_Your objective_.
Search the records for the string "other", and show each line where it appears.

_Dataset entries_.
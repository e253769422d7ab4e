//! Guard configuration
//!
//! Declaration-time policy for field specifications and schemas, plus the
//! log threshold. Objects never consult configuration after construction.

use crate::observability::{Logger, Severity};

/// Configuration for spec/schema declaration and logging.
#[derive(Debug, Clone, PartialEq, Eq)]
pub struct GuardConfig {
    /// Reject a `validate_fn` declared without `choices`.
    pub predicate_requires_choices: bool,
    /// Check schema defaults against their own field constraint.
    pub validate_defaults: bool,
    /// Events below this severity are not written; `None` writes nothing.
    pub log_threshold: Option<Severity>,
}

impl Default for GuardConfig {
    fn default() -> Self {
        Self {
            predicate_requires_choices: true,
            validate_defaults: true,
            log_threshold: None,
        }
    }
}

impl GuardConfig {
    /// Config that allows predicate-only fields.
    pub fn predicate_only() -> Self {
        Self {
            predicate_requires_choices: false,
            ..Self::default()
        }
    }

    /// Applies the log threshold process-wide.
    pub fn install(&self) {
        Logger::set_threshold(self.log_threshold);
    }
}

---

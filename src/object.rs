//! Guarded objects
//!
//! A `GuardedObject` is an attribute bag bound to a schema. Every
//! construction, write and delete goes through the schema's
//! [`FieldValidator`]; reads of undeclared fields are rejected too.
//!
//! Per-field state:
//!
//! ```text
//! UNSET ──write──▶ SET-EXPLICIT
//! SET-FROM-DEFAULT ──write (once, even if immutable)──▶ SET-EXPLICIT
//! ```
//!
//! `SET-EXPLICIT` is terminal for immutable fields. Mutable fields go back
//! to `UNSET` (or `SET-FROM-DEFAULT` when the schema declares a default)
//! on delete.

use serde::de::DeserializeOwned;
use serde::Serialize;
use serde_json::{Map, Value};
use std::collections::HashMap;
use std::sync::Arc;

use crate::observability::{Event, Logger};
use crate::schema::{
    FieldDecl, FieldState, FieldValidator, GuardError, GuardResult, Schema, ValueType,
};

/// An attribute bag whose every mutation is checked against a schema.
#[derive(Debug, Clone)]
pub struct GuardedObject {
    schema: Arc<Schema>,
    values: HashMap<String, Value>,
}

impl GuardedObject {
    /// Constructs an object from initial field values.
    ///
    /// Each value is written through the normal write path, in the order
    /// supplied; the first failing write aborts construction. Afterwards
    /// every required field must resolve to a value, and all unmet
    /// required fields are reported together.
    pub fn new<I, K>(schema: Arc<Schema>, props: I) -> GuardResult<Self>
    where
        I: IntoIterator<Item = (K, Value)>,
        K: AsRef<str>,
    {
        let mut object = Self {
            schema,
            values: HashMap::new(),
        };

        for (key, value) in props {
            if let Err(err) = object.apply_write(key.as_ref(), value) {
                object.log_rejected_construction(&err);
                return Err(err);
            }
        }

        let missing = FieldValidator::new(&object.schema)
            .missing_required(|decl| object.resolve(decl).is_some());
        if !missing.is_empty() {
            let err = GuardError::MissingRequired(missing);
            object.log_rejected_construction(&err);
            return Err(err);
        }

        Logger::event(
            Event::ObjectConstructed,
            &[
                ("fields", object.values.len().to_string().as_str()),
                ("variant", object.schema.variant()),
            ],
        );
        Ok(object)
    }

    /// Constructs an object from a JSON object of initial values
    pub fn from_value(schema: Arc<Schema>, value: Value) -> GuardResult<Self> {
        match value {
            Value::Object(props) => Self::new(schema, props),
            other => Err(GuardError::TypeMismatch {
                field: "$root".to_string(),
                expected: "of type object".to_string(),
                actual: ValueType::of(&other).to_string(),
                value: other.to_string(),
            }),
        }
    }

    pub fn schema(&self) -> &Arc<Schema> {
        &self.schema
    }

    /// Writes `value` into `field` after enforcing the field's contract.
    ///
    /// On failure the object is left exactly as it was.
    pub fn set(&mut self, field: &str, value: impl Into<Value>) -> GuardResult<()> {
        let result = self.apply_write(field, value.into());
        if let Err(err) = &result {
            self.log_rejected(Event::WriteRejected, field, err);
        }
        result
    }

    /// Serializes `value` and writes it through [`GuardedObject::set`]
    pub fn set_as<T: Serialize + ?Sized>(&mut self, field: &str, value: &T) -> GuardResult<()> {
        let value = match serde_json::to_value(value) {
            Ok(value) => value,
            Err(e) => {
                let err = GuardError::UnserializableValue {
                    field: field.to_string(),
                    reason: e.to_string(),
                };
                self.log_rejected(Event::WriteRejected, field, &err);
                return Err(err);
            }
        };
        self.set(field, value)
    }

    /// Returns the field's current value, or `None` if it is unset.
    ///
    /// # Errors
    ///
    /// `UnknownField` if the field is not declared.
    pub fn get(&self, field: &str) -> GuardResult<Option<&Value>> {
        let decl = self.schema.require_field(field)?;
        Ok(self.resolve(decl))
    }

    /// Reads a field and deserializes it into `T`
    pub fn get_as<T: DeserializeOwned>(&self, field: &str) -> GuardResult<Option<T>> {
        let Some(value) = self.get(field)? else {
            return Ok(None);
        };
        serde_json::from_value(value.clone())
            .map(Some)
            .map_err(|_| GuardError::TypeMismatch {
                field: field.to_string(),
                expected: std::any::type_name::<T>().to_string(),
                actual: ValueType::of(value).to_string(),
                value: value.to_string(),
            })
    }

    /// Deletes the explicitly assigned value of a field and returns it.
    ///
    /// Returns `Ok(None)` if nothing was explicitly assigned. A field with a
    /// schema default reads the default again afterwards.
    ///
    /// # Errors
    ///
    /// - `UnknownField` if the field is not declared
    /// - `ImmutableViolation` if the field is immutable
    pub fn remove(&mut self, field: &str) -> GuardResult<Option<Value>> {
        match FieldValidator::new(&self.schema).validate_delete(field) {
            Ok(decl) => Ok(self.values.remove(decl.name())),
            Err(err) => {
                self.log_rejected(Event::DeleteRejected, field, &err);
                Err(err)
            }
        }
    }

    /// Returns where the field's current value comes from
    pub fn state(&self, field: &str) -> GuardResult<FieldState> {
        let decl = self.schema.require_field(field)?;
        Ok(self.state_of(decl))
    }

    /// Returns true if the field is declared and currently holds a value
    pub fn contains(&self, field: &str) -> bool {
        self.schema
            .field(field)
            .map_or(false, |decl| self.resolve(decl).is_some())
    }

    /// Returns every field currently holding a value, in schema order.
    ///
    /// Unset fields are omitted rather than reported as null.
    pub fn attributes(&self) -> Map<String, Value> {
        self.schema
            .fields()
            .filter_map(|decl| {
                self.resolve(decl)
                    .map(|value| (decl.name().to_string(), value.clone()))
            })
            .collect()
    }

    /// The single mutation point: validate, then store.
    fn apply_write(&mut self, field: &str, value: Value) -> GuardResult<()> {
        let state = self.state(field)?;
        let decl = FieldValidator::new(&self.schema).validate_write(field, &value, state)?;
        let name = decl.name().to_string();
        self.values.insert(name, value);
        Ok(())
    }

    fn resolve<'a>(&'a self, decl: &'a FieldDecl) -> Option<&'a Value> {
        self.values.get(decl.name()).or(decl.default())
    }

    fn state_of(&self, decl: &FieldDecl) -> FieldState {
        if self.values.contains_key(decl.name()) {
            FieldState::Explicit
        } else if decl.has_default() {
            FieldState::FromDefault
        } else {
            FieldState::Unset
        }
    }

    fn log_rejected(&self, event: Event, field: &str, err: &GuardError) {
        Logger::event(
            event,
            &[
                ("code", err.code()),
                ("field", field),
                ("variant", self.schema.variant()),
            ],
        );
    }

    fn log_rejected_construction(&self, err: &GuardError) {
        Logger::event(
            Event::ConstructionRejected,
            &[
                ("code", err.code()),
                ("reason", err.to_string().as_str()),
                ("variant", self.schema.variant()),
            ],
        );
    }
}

_Finished task_.
            other => Err(GuardError::TypeMismatch {
                actual: ValueType::of(&other).to_string(),
                value: other.to_string(),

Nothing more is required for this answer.